In recent months, Pakistan’s social media space has seen a surge of AI-driven disinformation, with dozens of doctored videos and images pushed by accounts linked to the security establishment. Investigations by journalists and analysts reveal that many of these viral posts are AI-generated “deepfakes” designed to inflame tensions and spread false narratives. For example, a fabricated AI-generated clip showing Air Chief Marshal V.S. Singh criticizing India’s Tejas fighter program was traced to an X account with ties to the Pakistani military establishment.
Similarly, fact-checkers exposed a digitally altered report about former Indian Army Chief V.P. Malik. Pakistani propaganda handles circulated a clip of Malik spouting fake communal rhetoric. These AI manipulations often mimic real news formats, such as TV reports or social media clips, but exhibit uncanny audiovisual glitches, repetitive eye movements, clipped speech, and misaligned lip-sync that betray their synthetic origin. In each case, fact-checkers have debunked the posts and found no credible sources for the claims. However, Pakistan’s intelligence agencies have become adept at spreading disinformation on social media to generate widespread confusion, maliciously target their opponents, and disrupt peace.

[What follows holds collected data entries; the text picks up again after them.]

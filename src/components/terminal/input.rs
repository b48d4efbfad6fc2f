//! Terminal input component with suggestions and history recall.
//!
//! The buffer, the recall cursor and the suggestion pane all live in the
//! shell's input handler; this component only forwards events and renders.

use leptos::prelude::CollectView;
use leptos::{ev, prelude::*};
use wasm_bindgen::JsCast;

use termfolio_core::Key;

use crate::app::AppContext;

stylance::import_crate_style!(css, "src/components/terminal/input.module.css");

#[component]
pub fn Input(#[prop(into)] prompt: Signal<String>) -> impl IntoView {
    let Some(ctx) = use_context::<AppContext>() else {
        return ().into_any();
    };
    let input_ref = NodeRef::<leptos::html::Input>::new();

    let buffer = move || ctx.shell.with(|s| s.input().buffer().to_string());
    let pane_open = move || ctx.shell.with(|s| s.input().suggestions().is_visible());

    // Focus input on mount
    Effect::new(move || {
        if let Some(input) = input_ref.get() {
            let _ = input.focus();
        }
    });

    let move_cursor_to_end = move || {
        if let Some(input) = input_ref.get() {
            let len = input.value().len() as u32;
            let _ = input.set_selection_range(len, len);
        }
    };

    let handle_keydown = move |ev: ev::KeyboardEvent| {
        let key = Key::from_event(&ev.key(), ev.ctrl_key());
        let caret_key = matches!(key, Key::ArrowLeft | Key::ArrowRight);
        if !key.is_handled() || (caret_key && !pane_open()) {
            return;
        }
        if key != Key::Enter {
            ev.prevent_default();
        }

        ctx.key(key);
        if matches!(key, Key::ArrowUp | Key::ArrowDown | Key::Tab) {
            move_cursor_to_end();
        }
    };

    let handle_input = move |ev: ev::Event| {
        let Some(target) = ev.target() else { return };
        let input = target.unchecked_into::<web_sys::HtmlInputElement>();
        ctx.set_input(input.value());
    };

    let suggestions_view = move || {
        ctx.shell.with(|s| {
            let suggestions = s.input().suggestions();
            if !suggestions.is_visible() {
                return None;
            }
            let active = suggestions.active_index();
            Some(view! {
                <div class=css::suggestions>
                    {suggestions.candidates().iter().enumerate().map(|(i, name)| {
                        let class_name = if i == active {
                            format!("{} {}", css::suggestion, css::suggestionActive)
                        } else {
                            css::suggestion.to_string()
                        };
                        view! { <span class=class_name>{name.clone()}</span> }
                    }).collect_view()}
                </div>
            })
        })
    };

    view! {
        <div class=css::inputWrapper>
            <div class=css::line>
                <span class=css::prompt>{prompt}</span>
                <input
                    node_ref=input_ref
                    type="text"
                    class=css::input
                    autocomplete="off"
                    spellcheck="false"
                    prop:value=buffer
                    on:input=handle_input
                    on:keydown=handle_keydown
                />
            </div>

            {suggestions_view}
        </div>
    }
    .into_any()
}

Two of the most prominent victims of this campaign are international journalists Yalda Hakim and Palki Sharma Upadhyay. In early December 2025, a deepfake video of Sky News anchor Yalda Hakim interviewing Imran Khan’s sister Aleema Khanum went viral on Pakistan-linked feeds. The manipulated clip had Aleema purportedly calling Pakistan’s army chief a “radicalized Islamist” and blaming him for seeking war with India. Sky News and Hakim immediately denounced the post as a “terrifying” fake, noting that the real interview contained no discussion of India or its army. Hakim herself tweeted that “this clip is completely fake” and never aired by Sky News, and the network clarified that Pakistani politicians had “twisted her words” to fabricate the content. This incident clearly shows that the Pakistan military, through the ISPR-handled social media accounts, would target anyone, including international figures, who would empathize with Imran Khan.

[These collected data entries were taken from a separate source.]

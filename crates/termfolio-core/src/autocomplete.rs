//! Command-name suggestions for the input line.
//!
//! Suggestions only ever complete the verb. The vocabulary is the static
//! list behind [`Command::names`], so candidates keep its order.

use crate::commands::Command;

/// Vocabulary entries matching the buffer, case-insensitively, by prefix.
///
/// An empty (or all-whitespace) buffer has no candidates.
pub fn suggest(input: &str) -> Vec<String> {
    let prefix = input.trim_start().to_lowercase();
    if prefix.is_empty() {
        return Vec::new();
    }

    Command::names()
        .filter(|name| name.to_lowercase().starts_with(&prefix))
        .map(str::to_string)
        .collect()
}

/// Suggestion pane state, derived from the buffer.
#[derive(Clone, Debug, Default, PartialEq, Eq)]
pub struct Suggestions {
    candidates: Vec<String>,
    active: usize,
    visible: bool,
}

impl Suggestions {
    pub fn new() -> Self {
        Self::default()
    }

    pub fn candidates(&self) -> &[String] {
        &self.candidates
    }

    /// Index of the highlighted candidate.
    pub fn active_index(&self) -> usize {
        self.active
    }

    pub fn is_visible(&self) -> bool {
        self.visible
    }

    /// The highlighted candidate, if any.
    pub fn active(&self) -> Option<&str> {
        self.candidates.get(self.active).map(String::as_str)
    }

    /// Recompute candidates for a new buffer. The highlight goes back to
    /// the first candidate and an open pane closes once nothing matches.
    pub fn update(&mut self, input: &str) {
        self.candidates = suggest(input);
        self.active = 0;
        if self.candidates.is_empty() {
            self.visible = false;
        }
    }

    /// Open the pane. Returns `false` when there is nothing to show.
    pub fn open(&mut self) -> bool {
        self.visible = !self.candidates.is_empty();
        self.visible
    }

    pub fn hide(&mut self) {
        self.visible = false;
    }

    /// Drop everything, as after a submission.
    pub fn reset(&mut self) {
        *self = Self::default();
    }

    /// Move the highlight by `step`, wrapping around. No-op while hidden.
    pub fn cycle(&mut self, step: isize) {
        let n = self.candidates.len();
        if !self.visible || n == 0 {
            return;
        }
        self.active = (self.active as isize + step).rem_euclid(n as isize) as usize;
    }
}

Similarly, the AI-manipulated videos of Firstpost’s Palki Sharma Upadhyay (and other Indian journalists) are circulating in Pakistani networks. These fake clips showed Palki promoting Indian government-backed financial investment platforms or questioning diplomatic protocols for the Indian Prime Minister’s visit to Jordan. These viral videos on Pakistani social feeds were entirely AI-generated, with no actual broadcast or transcript exists. Several such examples suggest that the state-backed Pakistani social media profiles have intensified their disinformation against India. Their only aim is to create civil-military tensions and religious divide in India through such AI-generated fake clips.
These incidents fit a pattern identified by specialists: clusters of Pakistani X/Twitter accounts, often self-presenting as Indian news consumers, synchronously amplify AI-faked stories to sow discord. One analysis found that key accounts all listed “Pakistan” as their location and exhibited coordinated behavior, classic signs of a troll farm operation. The disinformation networks do not confine themselves to the India-Pakistan rivalry. Inside Pakistan, even journalists and civilians have been targeted by AI hoaxes. Dawn columnist Sheraz Khan documented, for example, an account “PakVocals” that posted a deepfake video of Pakistani reporter Benazir Shah supposedly caught partying in a nightclub. The intent was clearly to discredit her with a lurid, false story.